One particularly gloomy London morning I had decided that my best plan for the day was to hop on the first bus I saw that headed into town and see what happened. A lot of waiting happened.
Buses are large creatures, that are slow to start and quick to go nowhere. But you do get a great view of the city. Eventually I had enough of sitting in a traffic jam in central London, and so I pressed the stop button and got off five minutes later at a stop 20 meters down the road.
Exhausted from the experience, but glad to be off, I looked around and saw that I was very close to Hyde Park, and so I made me way to the park famous for its war memorial to the NZ soldiers that fought alongside Britain in both world wars, and also for its ability to transform Dr Jekylls into brutes.
The park is actually a lot smaller than I thought it would be - I expected a massive park with many trees and a tiny corner dedicated to the war memorials. What I found though was that the whole park was actually one great war memorial, dedicated mainly to the Brits, Aussies and Kiwi armed forces that served (and died) together. The Aussie and Kiwi memorials were particularly cool.
One of the things I think I appreciated the most though was that the wreaths that had been laid at the memorial for Anzac Day were still there, undisturbed - nobody had moved/stolen/or thrown them out. That was a nice touch I thought. The memorial itself is particularly cool - each one has something uniquely kiwi about it; one pillar has a list of NZ cities, another has an oar with a minties wrapper tied to it. Very cool.
The Aussie one was cool as well, if not a little pretentious:
After Hyde Park, I took an exit which lead into an even bigger park, called "Green Park" - the Brits have never been known for their imagination. This was the kind of park I had expected Hyde Park to be - trees, walkways, men throwing frisbees to their dogs, and throngs of people gathering in a nearby square. Not sure what was going on, I headed to the gathered masses to find that I was next door to Buckingham Palace, and had just missed the changing of the guard.
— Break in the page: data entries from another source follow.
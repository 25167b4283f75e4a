//! Configuration for search-client
//!
//! Values are layered: built-in defaults, then an optional TOML file, then
//! `SEARCH_CLIENT__SECTION__KEY` environment variables.

use serde::{Deserialize, Serialize};
use std::path::Path;
use std::time::Duration;

use crate::error::{ClientError, Result};

/// Prefix for environment overrides
pub const ENV_PREFIX: &str = "SEARCH_CLIENT";

/// Main client configuration
#[derive(Debug, Clone, Deserialize, Serialize)]
pub struct ClientConfig {
    /// Search endpoint configuration
    pub endpoint: EndpointConfig,
    /// Result display configuration
    #[serde(default)]
    pub display: DisplayConfig,
    /// Query session configuration
    #[serde(default)]
    pub session: SessionConfig,
    /// Logging configuration
    #[serde(default)]
    pub logging: LoggingConfig,
}

/// Search endpoint configuration
#[derive(Debug, Clone, Deserialize, Serialize)]
pub struct EndpointConfig {
    /// Full URL of the search endpoint (e.g., "http://localhost:8080/search")
    pub url: String,
    /// Per-request deadline in seconds
    #[serde(default = "default_timeout")]
    pub timeout_seconds: u64,
    /// User-Agent header sent with every request
    #[serde(default = "default_user_agent")]
    pub user_agent: String,
}

/// Result display configuration
#[derive(Debug, Clone, Deserialize, Serialize)]
pub struct DisplayConfig {
    /// Number of top-ranked rows to show
    #[serde(default = "default_top_k")]
    pub top_k: usize,
    /// Prefix joined with each result url to build its link
    #[serde(default = "default_link_base")]
    pub link_base: String,
}

/// Query session configuration
#[derive(Debug, Clone, Default, Deserialize, Serialize)]
pub struct SessionConfig {
    #[serde(default)]
    pub resubmit: ResubmitPolicy,
}

/// What to do when the same text is submitted twice in a row
#[derive(Debug, Clone, Copy, Default, PartialEq, Eq, Deserialize, Serialize)]
#[serde(rename_all = "snake_case")]
pub enum ResubmitPolicy {
    /// Always perform a new round trip
    #[default]
    AlwaysQuery,
    /// Reuse the stored outcome when nothing is in flight
    ReuseLastOutcome,
}

/// Logging configuration
#[derive(Debug, Clone, Deserialize, Serialize)]
pub struct LoggingConfig {
    /// Default filter when RUST_LOG is unset
    #[serde(default = "default_log_level")]
    pub level: String,
    #[serde(default)]
    pub format: LogFormat,
}

#[derive(Debug, Clone, Copy, Default, PartialEq, Eq, Deserialize, Serialize)]
#[serde(rename_all = "lowercase")]
pub enum LogFormat {
    #[default]
    Pretty,
    Json,
}

fn default_timeout() -> u64 {
    10
}

fn default_user_agent() -> String {
    format!("search-client/{}", env!("CARGO_PKG_VERSION"))
}

fn default_top_k() -> usize {
    crate::projector::DEFAULT_TOP_K
}

fn default_link_base() -> String {
    crate::projector::DEFAULT_LINK_BASE.to_string()
}

fn default_log_level() -> String {
    "info".to_string()
}

impl Default for DisplayConfig {
    fn default() -> Self {
        Self {
            top_k: default_top_k(),
            link_base: default_link_base(),
        }
    }
}

impl Default for LoggingConfig {
    fn default() -> Self {
        Self {
            level: default_log_level(),
            format: LogFormat::default(),
        }
    }
}

impl ClientConfig {
    /// Load defaults, then `path` (if given), then `SEARCH_CLIENT__*` variables
    pub fn load(path: Option<&Path>) -> Result<Self> {
        Self::load_with_prefix(path, ENV_PREFIX)
    }

    /// Same as [`ClientConfig::load`] with a custom environment prefix
    pub fn load_with_prefix(path: Option<&Path>, env_prefix: &str) -> Result<Self> {
        let mut builder =
            ::config::Config::builder().add_source(::config::Config::try_from(&Self::development())?);

        if let Some(path) = path {
            if !path.exists() {
                return Err(ClientError::Config(format!(
                    "Config file not found: {}",
                    path.display()
                )));
            }
            builder = builder.add_source(
                ::config::File::from(path).format(::config::FileFormat::Toml),
            );
        }

        let config: Self = builder
            .add_source(
                ::config::Environment::with_prefix(env_prefix)
                    .separator("__")
                    .try_parsing(true),
            )
            .build()?
            .try_deserialize()?;

        config.validate()?;
        Ok(config)
    }

    /// Parse a TOML document on its own, without defaults or environment
    pub fn from_toml_str(content: &str) -> Result<Self> {
        toml::from_str(content)
            .map_err(|e| ClientError::Config(format!("Failed to parse config: {}", e)))
    }

    /// Render the effective configuration as TOML
    pub fn to_toml(&self) -> Result<String> {
        toml::to_string_pretty(self)
            .map_err(|e| ClientError::Config(format!("Failed to render config: {}", e)))
    }

    /// Create a default development configuration
    pub fn development() -> Self {
        Self {
            endpoint: EndpointConfig {
                url: "http://localhost:8080/search".to_string(),
                timeout_seconds: default_timeout(),
                user_agent: default_user_agent(),
            },
            display: DisplayConfig::default(),
            session: SessionConfig::default(),
            logging: LoggingConfig::default(),
        }
    }

    /// Per-request deadline
    pub fn timeout(&self) -> Duration {
        Duration::from_secs(self.endpoint.timeout_seconds)
    }

    /// Validate configuration
    pub fn validate(&self) -> Result<()> {
        let endpoint = url::Url::parse(&self.endpoint.url).map_err(|e| {
            ClientError::Config(format!(
                "Invalid endpoint URL '{}': {}",
                self.endpoint.url, e
            ))
        })?;
        if !matches!(endpoint.scheme(), "http" | "https") {
            return Err(ClientError::Config(format!(
                "Unsupported endpoint scheme '{}'",
                endpoint.scheme()
            )));
        }

        url::Url::parse(&self.display.link_base).map_err(|e| {
            ClientError::Config(format!(
                "Invalid link base '{}': {}",
                self.display.link_base, e
            ))
        })?;

        if self.endpoint.timeout_seconds == 0 {
            return Err(ClientError::Config(
                "timeout_seconds must be at least 1".to_string(),
            ));
        }

        if self.display.top_k == 0 {
            return Err(ClientError::Config("top_k must be at least 1".to_string()));
        }

        Ok(())
    }
}

impl Default for ClientConfig {
    fn default() -> Self {
        Self::development()
    }
}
I had never stumbled across a palace before, so I decided that I should make the most of this opportunity and explore. I wandered past the throng of people and headed around the corner to see that there was a palace tour open for the next half an hour. So I lined up and paid my tour fee, and entered the palace. The palace was pretty awesome - it was built and designed for King George IV and finished by Queen Victoria.
At the main entrance I picked up a free audio guide and spent some time wandering around the palace which mainly turned out to be a lot of paintings and artwork, as well as dresses worn by the Queen during her many trips around the Commonwealth. It was all very spectacular with the splendour and the pomp and circumstance everywhere, and it was made even more impressive by the fact that it is one of the few remaining working palaces in the world. The flag above the palace showed that The Queen was home, but for the life of me I didn't get to meet her. But she did make the effort to record a message on the audio guide welcoming me to her home.
Disappointed at having not met the Queen (or in fact any royals) during my surprise visit to the palace, I strolled freely through the Palace gardens, within the approved strolling area, and exited. Lovely gardens, but I didn't really get to see very much of them given the rope and many guards (chavs dressed up in robes).
After the Palace I hopped on a bus, got off, and took the tube back home.